RecVector adapters - Chroma, OpenAI, Gemini, and Knex for @recvector/sdk

Downloads

99

Readme

@recvector/adapters

Concrete adapter implementations for @recvector/sdk. Provides the SQL storage adapter (Knex.js), vector DB client (Chroma), and all supported embedding model providers (OpenAI, Gemini, HuggingFace).
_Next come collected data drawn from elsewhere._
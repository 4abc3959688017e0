//! Formatting configuration.
//!
//! An explicit, serializable stand-in for the precision/notation flags a
//! format string carries. Loads from JSON strings (file IO left to the app).

use std::fmt;

use serde::{Deserialize, Serialize};
use tracing::debug;

use crate::vector::Vec3;

/// How numbers are written.
#[derive(Debug, Clone, Copy, PartialEq, Eq, Serialize, Deserialize, Default)]
#[serde(rename_all = "snake_case")]
pub enum Notation {
    /// Plain decimal (`{}`): shortest round-trip text unless a precision is set.
    #[default]
    General,
    /// Exponent form (`{:e}` / `{:E}`).
    Scientific,
}

impl Notation {
    pub fn from_name(name: &str) -> Option<Self> {
        match name {
            "general" | "fixed" => Some(Notation::General),
            "scientific" | "sci" => Some(Notation::Scientific),
            _ => None,
        }
    }

    pub fn name(&self) -> &'static str {
        match self {
            Notation::General => "general",
            Notation::Scientific => "scientific",
        }
    }
}

impl fmt::Display for Notation {
    fn fmt(&self, f: &mut fmt::Formatter<'_>) -> fmt::Result {
        f.write_str(self.name())
    }
}

/// Number formatting applied to every component of a rendered vector.
#[derive(Debug, Clone, PartialEq, Eq, Serialize, Deserialize, Default)]
pub struct FormatOptions {
    /// Digits after the decimal point. `None` keeps the shortest text that
    /// parses back to the same value.
    #[serde(default)]
    pub precision: Option<usize>,
    #[serde(default)]
    pub notation: Notation,
    /// `1E3` instead of `1e3`. Only meaningful for scientific notation.
    #[serde(default)]
    pub uppercase_exponent: bool,
    /// Always print a sign, `+` for non-negative values.
    #[serde(default)]
    pub sign_plus: bool,
}

impl FormatOptions {
    /// Parses options from JSON. Missing fields take their defaults.
    pub fn from_json_str(s: &str) -> serde_json::Result<Self> {
        let options: Self = serde_json::from_str(s)?;
        debug!(?options, "loaded format options");
        Ok(options)
    }

    pub fn with_precision(mut self, precision: usize) -> Self {
        self.precision = Some(precision);
        self
    }

    pub fn with_notation(mut self, notation: Notation) -> Self {
        self.notation = notation;
        self
    }

    /// Renders a vector as `(x,y,z)`.
    pub fn render<T>(&self, v: &Vec3<T>) -> String
    where
        T: fmt::Display + fmt::LowerExp + fmt::UpperExp,
    {
        self.render_value(v)
    }

    /// Renders a lone scalar exactly as a vector component would be.
    pub fn render_scalar<T>(&self, value: T) -> String
    where
        T: fmt::Display + fmt::LowerExp + fmt::UpperExp,
    {
        self.render_value(&value)
    }

    fn render_value<D>(&self, value: &D) -> String
    where
        D: fmt::Display + fmt::LowerExp + fmt::UpperExp + ?Sized,
    {
        match (self.notation, self.uppercase_exponent) {
            (Notation::General, _) => match (self.sign_plus, self.precision) {
                (false, None) => format!("{}", value),
                (true, None) => format!("{:+}", value),
                (false, Some(p)) => format!("{:.*}", p, value),
                (true, Some(p)) => format!("{:+.*}", p, value),
            },
            (Notation::Scientific, false) => match (self.sign_plus, self.precision) {
                (false, None) => format!("{:e}", value),
                (true, None) => format!("{:+e}", value),
                (false, Some(p)) => format!("{:.*e}", p, value),
                (true, Some(p)) => format!("{:+.*e}", p, value),
            },
            (Notation::Scientific, true) => match (self.sign_plus, self.precision) {
                (false, None) => format!("{:E}", value),
                (true, None) => format!("{:+E}", value),
                (false, Some(p)) => format!("{:.*E}", p, value),
                (true, Some(p)) => format!("{:+.*E}", p, value),
            },
        }
    }
}
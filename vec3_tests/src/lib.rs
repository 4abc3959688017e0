//! Shared helpers for the integration tests.

use std::sync::Once;

use vec3::Vec3;

/// Vectors with a mix of signs, magnitudes and exactly representable parts.
pub const SAMPLES: [Vec3<f64>; 6] = [
    Vec3::new(0.0, 0.0, 0.0),
    Vec3::new(1.0, 2.0, 3.0),
    Vec3::new(-1.5, 0.25, 8.0),
    Vec3::new(1e-3, -4e5, 0.1),
    Vec3::new(-7.0, -7.0, -7.0),
    Vec3::new(123.456, 1e-12, -9.75),
];

/// Installs a test-friendly tracing subscriber once per test binary.
pub fn init_tracing() {
    static INIT: Once = Once::new();
    INIT.call_once(|| {
        let _ = tracing_subscriber::fmt()
            .with_env_filter(
                tracing_subscriber::EnvFilter::try_from_default_env()
                    .unwrap_or_else(|_| "warn".into()),
            )
            .with_test_writer()
            .try_init();
    });
}

/// Asserts `a` and `b` agree to a relative tolerance of `rel`.
#[track_caller]
pub fn assert_close(a: f64, b: f64, rel: f64) {
    let scale = a.abs().max(b.abs()).max(f64::MIN_POSITIVE);
    assert!(
        (a - b).abs() / scale <= rel,
        "{} and {} differ by more than {} (relative)",
        a,
        b,
        rel
    );
}

/// Component-wise [`assert_close`].
#[track_caller]
pub fn assert_vec_close(a: Vec3<f64>, b: Vec3<f64>, rel: f64) {
    assert_close(a.x(), b.x(), rel);
    assert_close(a.y(), b.y(), rel);
    assert_close(a.z(), b.z(), rel);
}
These adapters implement the pluggable interfaces defined in @recvector/sdk — the core engine never imports from this package directly, keeping the SDK decoupled from any specific infrastructure.


Installation

pnpm add @recvector/adapters @recvector/sdk

Install the dependencies for the adapters you plan to use:

# Database driver (pick one)
pnpm add pg             # PostgreSQL
pnpm add mysql2         # MySQL
pnpm add better-sqlite3 # SQLite

# Embedding provider (pick one)
pnpm add openai         # OpenAI
pnpm add @google/genai  # Gemini

# Vector DB
# Chroma is the only supported vector DB in v1
# The chromadb client is included as a peer dependency

Quick start

In almost all cases you do not instantiate adapters directly — createRecEngine() reads recvector.config.ts and constructs them automatically. You only need to import from this package when:

  • Passing a pre-built adapter to createRecEngine() to override the default
  • Writing tests with mock or in-memory adapters
  • Using an adapter standalone outside of RecVector
import { createRecEngine } from '@recvector/sdk'

// Default: createRecEngine reads recvector.config.ts and builds all adapters
const rec = await createRecEngine()

KnexStorageAdapter

Implements the StorageAdapter interface using Knex.js. Supports PostgreSQL, MySQL, and SQLite.

Responsibilities

  • Auto-creates the two SDK-managed tables (rec_user_profiles, rec_entity_stats) on initialize()
  • Reads user interaction history from your existing interaction tables (defined in rec_schema.json)
  • Reads entity features from your existing entity table, applying column and join feature mappings
  • Reads and writes user profile embeddings and entity popularity stats

Constructor

import knex from 'knex'
import { KnexStorageAdapter } from '@recvector/adapters'
import type { RecVectorSchema } from '@recvector/sdk'

const db = knex({
  client: 'pg',
  connection: process.env.DATABASE_URL,
})

const schema: RecVectorSchema = { /* your schema */ }

const storage = new KnexStorageAdapter(db, schema)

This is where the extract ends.